• **WORK TO BE COMPLETED**
Report each line below that carries the word "validate".

Stored items:

####

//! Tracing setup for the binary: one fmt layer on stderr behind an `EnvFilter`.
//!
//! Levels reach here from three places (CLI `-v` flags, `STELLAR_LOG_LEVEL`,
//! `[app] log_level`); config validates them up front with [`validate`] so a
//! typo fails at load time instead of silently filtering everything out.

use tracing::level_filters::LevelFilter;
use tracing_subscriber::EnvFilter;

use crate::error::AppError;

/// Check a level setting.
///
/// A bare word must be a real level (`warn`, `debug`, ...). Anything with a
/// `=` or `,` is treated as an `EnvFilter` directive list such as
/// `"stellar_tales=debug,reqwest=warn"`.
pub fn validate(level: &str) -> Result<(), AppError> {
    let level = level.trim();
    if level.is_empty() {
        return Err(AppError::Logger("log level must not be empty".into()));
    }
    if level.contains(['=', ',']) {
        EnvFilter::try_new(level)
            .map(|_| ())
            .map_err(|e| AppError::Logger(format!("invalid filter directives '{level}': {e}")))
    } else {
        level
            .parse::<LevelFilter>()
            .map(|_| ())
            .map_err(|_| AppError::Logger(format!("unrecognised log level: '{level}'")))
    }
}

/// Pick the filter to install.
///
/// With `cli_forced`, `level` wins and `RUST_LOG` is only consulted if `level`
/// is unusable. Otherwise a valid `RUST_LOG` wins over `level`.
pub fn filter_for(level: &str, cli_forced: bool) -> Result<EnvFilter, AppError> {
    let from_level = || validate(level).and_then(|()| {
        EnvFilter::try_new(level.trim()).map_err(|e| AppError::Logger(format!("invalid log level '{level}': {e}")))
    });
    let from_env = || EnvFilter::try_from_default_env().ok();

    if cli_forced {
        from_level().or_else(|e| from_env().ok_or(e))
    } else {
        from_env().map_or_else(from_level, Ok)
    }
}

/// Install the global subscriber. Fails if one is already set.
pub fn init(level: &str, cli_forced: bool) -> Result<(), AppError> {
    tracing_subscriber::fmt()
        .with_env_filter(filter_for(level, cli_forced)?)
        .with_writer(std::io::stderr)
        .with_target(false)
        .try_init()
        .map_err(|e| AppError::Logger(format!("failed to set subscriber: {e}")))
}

####

• **ANSWER TO THIS TASK**
//! `[app] log_level`); config validates them up front with [`validate`] so a
pub fn validate(level: &str) -> Result<(), AppError> {
    let from_level = || validate(level).and_then(|()| {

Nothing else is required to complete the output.